### Task objective
Every line in the data must be transcribed exactly.

(Collected data)
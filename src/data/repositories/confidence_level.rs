use diesel::prelude::*;

use crate::data::models::{ConfidenceLevel, ConfidenceLevelForm, NewConfidenceLevel, STARTER_LEVELS};
use crate::schema::{cards, confidence_levels};

pub struct ConfidenceLevelRepository;

impl ConfidenceLevelRepository {
    pub fn list_for_user(
        conn: &mut SqliteConnection,
        user_id: i32,
    ) -> Result<Vec<ConfidenceLevel>, diesel::result::Error> {
        confidence_levels::table
            .filter(confidence_levels::user_id.eq(user_id))
            .order_by(confidence_levels::interval_days.asc())
            .then_order_by(confidence_levels::id.asc())
            .select(ConfidenceLevel::as_select())
            .load(conn)
    }

    pub fn find_for_user(
        conn: &mut SqliteConnection,
        level_id: i32,
        user_id: i32,
    ) -> Result<Option<ConfidenceLevel>, diesel::result::Error> {
        confidence_levels::table
            .filter(confidence_levels::id.eq(level_id))
            .filter(confidence_levels::user_id.eq(user_id))
            .select(ConfidenceLevel::as_select())
            .first(conn)
            .optional()
    }

    pub fn default_for_user(
        conn: &mut SqliteConnection,
        user_id: i32,
    ) -> Result<Option<ConfidenceLevel>, diesel::result::Error> {
        confidence_levels::table
            .filter(confidence_levels::user_id.eq(user_id))
            .filter(confidence_levels::is_default.eq(true))
            .select(ConfidenceLevel::as_select())
            .first(conn)
            .optional()
    }

    pub fn create(
        conn: &mut SqliteConnection,
        user_id: i32,
        form: &ConfidenceLevelForm,
    ) -> Result<ConfidenceLevel, diesel::result::Error> {
        conn.transaction::<_, diesel::result::Error, _>(|conn| {
            if form.is_default {
                Self::clear_default(conn, user_id)?;
            }

            diesel::insert_into(confidence_levels::table)
                .values(&NewConfidenceLevel {
                    description: form.description.trim(),
                    interval_days: form.interval_days,
                    is_default: form.is_default,
                    user_id,
                })
                .returning(ConfidenceLevel::as_returning())
                .get_result(conn)
        })
    }

    pub fn update(
        conn: &mut SqliteConnection,
        level_id: i32,
        user_id: i32,
        form: &ConfidenceLevelForm,
    ) -> Result<Option<ConfidenceLevel>, diesel::result::Error> {
        conn.transaction::<_, diesel::result::Error, _>(|conn| {
            if Self::find_for_user(conn, level_id, user_id)?.is_none() {
                return Ok(None);
            }

            if form.is_default {
                Self::clear_default(conn, user_id)?;
            }

            diesel::update(confidence_levels::table.find(level_id))
                .set((
                    confidence_levels::description.eq(form.description.trim()),
                    confidence_levels::interval_days.eq(form.interval_days),
                    confidence_levels::is_default.eq(form.is_default),
                ))
                .returning(ConfidenceLevel::as_returning())
                .get_result(conn)
                .map(Some)
        })
    }

    pub fn is_in_use(conn: &mut SqliteConnection, level_id: i32) -> Result<bool, diesel::result::Error> {
        use diesel::dsl::exists;
        use diesel::select;

        select(exists(cards::table.filter(cards::confidence_level_id.eq(level_id)))).get_result(conn)
    }

    pub fn delete(
        conn: &mut SqliteConnection,
        level_id: i32,
        user_id: i32,
    ) -> Result<usize, diesel::result::Error> {
        diesel::delete(
            confidence_levels::table
                .filter(confidence_levels::id.eq(level_id))
                .filter(confidence_levels::user_id.eq(user_id)),
        )
        .execute(conn)
    }

    pub fn seed_starter_levels(conn: &mut SqliteConnection, user_id: i32) -> Result<(), diesel::result::Error> {
        let levels: Vec<NewConfidenceLevel> = STARTER_LEVELS
            .iter()
            .enumerate()
            .map(|(i, &(description, interval_days))| NewConfidenceLevel {
                description,
                interval_days,
                is_default: i == 0,
                user_id,
            })
            .collect();

        diesel::insert_into(confidence_levels::table)
            .values(&levels)
            .execute(conn)?;
        Ok(())
    }

    fn clear_default(conn: &mut SqliteConnection, user_id: i32) -> Result<usize, diesel::result::Error> {
        diesel::update(
            confidence_levels::table
                .filter(confidence_levels::user_id.eq(user_id))
                .filter(confidence_levels::is_default.eq(true)),
        )
        .set(confidence_levels::is_default.eq(false))
        .execute(conn)
    }
}

#[cfg(test)]
mod tests {
    use super::*;
    use crate::data::repositories::UserRepository;
    use crate::data::repositories::test_support::test_conn;

    fn level(description: &str, interval_days: i32, is_default: bool) -> ConfidenceLevelForm {
        ConfidenceLevelForm {
            description: description.to_string(),
            interval_days,
            is_default,
        }
    }

    fn default_count(conn: &mut SqliteConnection, user_id: i32) -> usize {
        ConfidenceLevelRepository::list_for_user(conn, user_id)
            .unwrap()
            .iter()
            .filter(|l| l.is_default)
            .count()
    }

    #[test]
    fn new_default_demotes_previous_default() {
        let mut conn = test_conn();
        let user = UserRepository::create_user(&mut conn, "lexi", None, "hash").unwrap();

        let created =
            ConfidenceLevelRepository::create(&mut conn, user.id, &level("Fresh", 2, true)).unwrap();

        assert_eq!(default_count(&mut conn, user.id), 1);
        let default = ConfidenceLevelRepository::default_for_user(&mut conn, user.id)
            .unwrap()
            .unwrap();
        assert_eq!(default.id, created.id);
    }

    #[test]
    fn update_to_default_keeps_single_default() {
        let mut conn = test_conn();
        let user = UserRepository::create_user(&mut conn, "lexi", None, "hash").unwrap();
        let high = ConfidenceLevelRepository::list_for_user(&mut conn, user.id)
            .unwrap()
            .into_iter()
            .find(|l| l.description == "High")
            .unwrap();

        let updated =
            ConfidenceLevelRepository::update(&mut conn, high.id, user.id, &level("High", 10, true))
                .unwrap()
                .unwrap();

        assert!(updated.is_default);
        assert_eq!(updated.interval_days, 10);
        assert_eq!(default_count(&mut conn, user.id), 1);
    }

    #[test]
    fn update_of_foreign_level_changes_nothing() {
        let mut conn = test_conn();
        let owner = UserRepository::create_user(&mut conn, "owner", None, "hash").unwrap();
        let other = UserRepository::create_user(&mut conn, "other", None, "hash").unwrap();
        let owned = ConfidenceLevelRepository::default_for_user(&mut conn, owner.id)
            .unwrap()
            .unwrap();

        let result =
            ConfidenceLevelRepository::update(&mut conn, owned.id, other.id, &level("Mine", 5, true))
                .unwrap();

        assert!(result.is_none());
        assert_eq!(default_count(&mut conn, other.id), 1);
        assert_eq!(
            ConfidenceLevelRepository::find_for_user(&mut conn, owned.id, owner.id)
                .unwrap()
                .unwrap()
                .description,
            "Low"
        );
    }

    #[test]
    fn store_rejects_second_default_row() {
        let mut conn = test_conn();
        let user = UserRepository::create_user(&mut conn, "lexi", None, "hash").unwrap();

        let result = diesel::insert_into(confidence_levels::table)
            .values(&NewConfidenceLevel {
                description: "Sneaky",
                interval_days: 4,
                is_default: true,
                user_id: user.id,
            })
            .execute(&mut conn);
        assert!(result.is_err());
    }
}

### Solution
filename src/data/repositories/confidence_level.rs
use diesel::prelude::*;

use crate::data::models::{ConfidenceLevel, ConfidenceLevelForm, NewConfidenceLevel, STARTER_LEVELS};
use crate::schema::{cards, confidence_levels};

pub struct ConfidenceLevelRepository;

impl ConfidenceLevelRepository {
    pub fn list_for_user(
        conn: &mut SqliteConnection,
        user_id: i32,
    ) -> Result<Vec<ConfidenceLevel>, diesel::result::Error> {
        confidence_levels::table
            .filter(confidence_levels::user_id.eq(user_id))
            .order_by(confidence_levels::interval_days.asc())
            .then_order_by(confidence_levels::id.asc())
            .select(ConfidenceLevel::as_select())
            .load(conn)
    }

    pub fn find_for_user(
        conn: &mut SqliteConnection,
        level_id: i32,
        user_id: i32,
    ) -> Result<Option<ConfidenceLevel>, diesel::result::Error> {
        confidence_levels::table
            .filter(confidence_levels::id.eq(level_id))
            .filter(confidence_levels::user_id.eq(user_id))
            .select(ConfidenceLevel::as_select())
            .first(conn)
            .optional()
    }

    pub fn default_for_user(
        conn: &mut SqliteConnection,
        user_id: i32,
    ) -> Result<Option<ConfidenceLevel>, diesel::result::Error> {
        confidence_levels::table
            .filter(confidence_levels::user_id.eq(user_id))
            .filter(confidence_levels::is_default.eq(true))
            .select(ConfidenceLevel::as_select())
            .first(conn)
            .optional()
    }

    pub fn create(
        conn: &mut SqliteConnection,
        user_id: i32,
        form: &ConfidenceLevelForm,
    ) -> Result<ConfidenceLevel, diesel::result::Error> {
        conn.transaction::<_, diesel::result::Error, _>(|conn| {
            if form.is_default {
                Self::clear_default(conn, user_id)?;
            }

            diesel::insert_into(confidence_levels::table)
                .values(&NewConfidenceLevel {
                    description: form.description.trim(),
                    interval_days: form.interval_days,
                    is_default: form.is_default,
                    user_id,
                })
                .returning(ConfidenceLevel::as_returning())
                .get_result(conn)
        })
    }

    pub fn update(
        conn: &mut SqliteConnection,
        level_id: i32,
        user_id: i32,
        form: &ConfidenceLevelForm,
    ) -> Result<Option<ConfidenceLevel>, diesel::result::Error> {
        conn.transaction::<_, diesel::result::Error, _>(|conn| {
            if Self::find_for_user(conn, level_id, user_id)?.is_none() {
                return Ok(None);
            }

            if form.is_default {
                Self::clear_default(conn, user_id)?;
            }

            diesel::update(confidence_levels::table.find(level_id))
                .set((
                    confidence_levels::description.eq(form.description.trim()),
                    confidence_levels::interval_days.eq(form.interval_days),
                    confidence_levels::is_default.eq(form.is_default),
                ))
                .returning(ConfidenceLevel::as_returning())
                .get_result(conn)
                .map(Some)
        })
    }

    pub fn is_in_use(conn: &mut SqliteConnection, level_id: i32) -> Result<bool, diesel::result::Error> {
        use diesel::dsl::exists;
        use diesel::select;

        select(exists(cards::table.filter(cards::confidence_level_id.eq(level_id)))).get_result(conn)
    }

    pub fn delete(
        conn: &mut SqliteConnection,
        level_id: i32,
        user_id: i32,
    ) -> Result<usize, diesel::result::Error> {
        diesel::delete(
            confidence_levels::table
                .filter(confidence_levels::id.eq(level_id))
                .filter(confidence_levels::user_id.eq(user_id)),
        )
        .execute(conn)
    }

    pub fn seed_starter_levels(conn: &mut SqliteConnection, user_id: i32) -> Result<(), diesel::result::Error> {
        let levels: Vec<NewConfidenceLevel> = STARTER_LEVELS
            .iter()
            .enumerate()
            .map(|(i, &(description, interval_days))| NewConfidenceLevel {
                description,
                interval_days,
                is_default: i == 0,
                user_id,
            })
            .collect();

        diesel::insert_into(confidence_levels::table)
            .values(&levels)
            .execute(conn)?;
        Ok(())
    }

    fn clear_default(conn: &mut SqliteConnection, user_id: i32) -> Result<usize, diesel::result::Error> {
        diesel::update(
            confidence_levels::table
                .filter(confidence_levels::user_id.eq(user_id))
                .filter(confidence_levels::is_default.eq(true)),
        )
        .set(confidence_levels::is_default.eq(false))
        .execute(conn)
    }
}

#[cfg(test)]
mod tests {
    use super::*;
    use crate::data::repositories::UserRepository;
    use crate::data::repositories::test_support::test_conn;

    fn level(description: &str, interval_days: i32, is_default: bool) -> ConfidenceLevelForm {
        ConfidenceLevelForm {
            description: description.to_string(),
            interval_days,
            is_default,
        }
    }

    fn default_count(conn: &mut SqliteConnection, user_id: i32) -> usize {
        ConfidenceLevelRepository::list_for_user(conn, user_id)
            .unwrap()
            .iter()
            .filter(|l| l.is_default)
            .count()
    }

    #[test]
    fn new_default_demotes_previous_default() {
        let mut conn = test_conn();
        let user = UserRepository::create_user(&mut conn, "lexi", None, "hash").unwrap();

        let created =
            ConfidenceLevelRepository::create(&mut conn, user.id, &level("Fresh", 2, true)).unwrap();

        assert_eq!(default_count(&mut conn, user.id), 1);
        let default = ConfidenceLevelRepository::default_for_user(&mut conn, user.id)
            .unwrap()
            .unwrap();
        assert_eq!(default.id, created.id);
    }

    #[test]
    fn update_to_default_keeps_single_default() {
        let mut conn = test_conn();
        let user = UserRepository::create_user(&mut conn, "lexi", None, "hash").unwrap();
        let high = ConfidenceLevelRepository::list_for_user(&mut conn, user.id)
            .unwrap()
            .into_iter()
            .find(|l| l.description == "High")
            .unwrap();

        let updated =
            ConfidenceLevelRepository::update(&mut conn, high.id, user.id, &level("High", 10, true))
                .unwrap()
                .unwrap();

        assert!(updated.is_default);
        assert_eq!(updated.interval_days, 10);
        assert_eq!(default_count(&mut conn, user.id), 1);
    }

    #[test]
    fn update_of_foreign_level_changes_nothing() {
        let mut conn = test_conn();
        let owner = UserRepository::create_user(&mut conn, "owner", None, "hash").unwrap();
        let other = UserRepository::create_user(&mut conn, "other", None, "hash").unwrap();
        let owned = ConfidenceLevelRepository::default_for_user(&mut conn, owner.id)
            .unwrap()
            .unwrap();

        let result =
            ConfidenceLevelRepository::update(&mut conn, owned.id, other.id, &level("Mine", 5, true))
                .unwrap();

        assert!(result.is_none());
        assert_eq!(default_count(&mut conn, other.id), 1);
        assert_eq!(
            ConfidenceLevelRepository::find_for_user(&mut conn, owned.id, owner.id)
                .unwrap()
                .unwrap()
                .description,
            "Low"
        );
    }

    #[test]
    fn store_rejects_second_default_row() {
        let mut conn = test_conn();
        let user = UserRepository::create_user(&mut conn, "lexi", None, "hash").unwrap();

        let result = diesel::insert_into(confidence_levels::table)
            .values(&NewConfidenceLevel {
                description: "Sneaky",
                interval_days: 4,
                is_default: true,
                user_id: user.id,
            })
            .execute(&mut conn);
        assert!(result.is_err());
    }
}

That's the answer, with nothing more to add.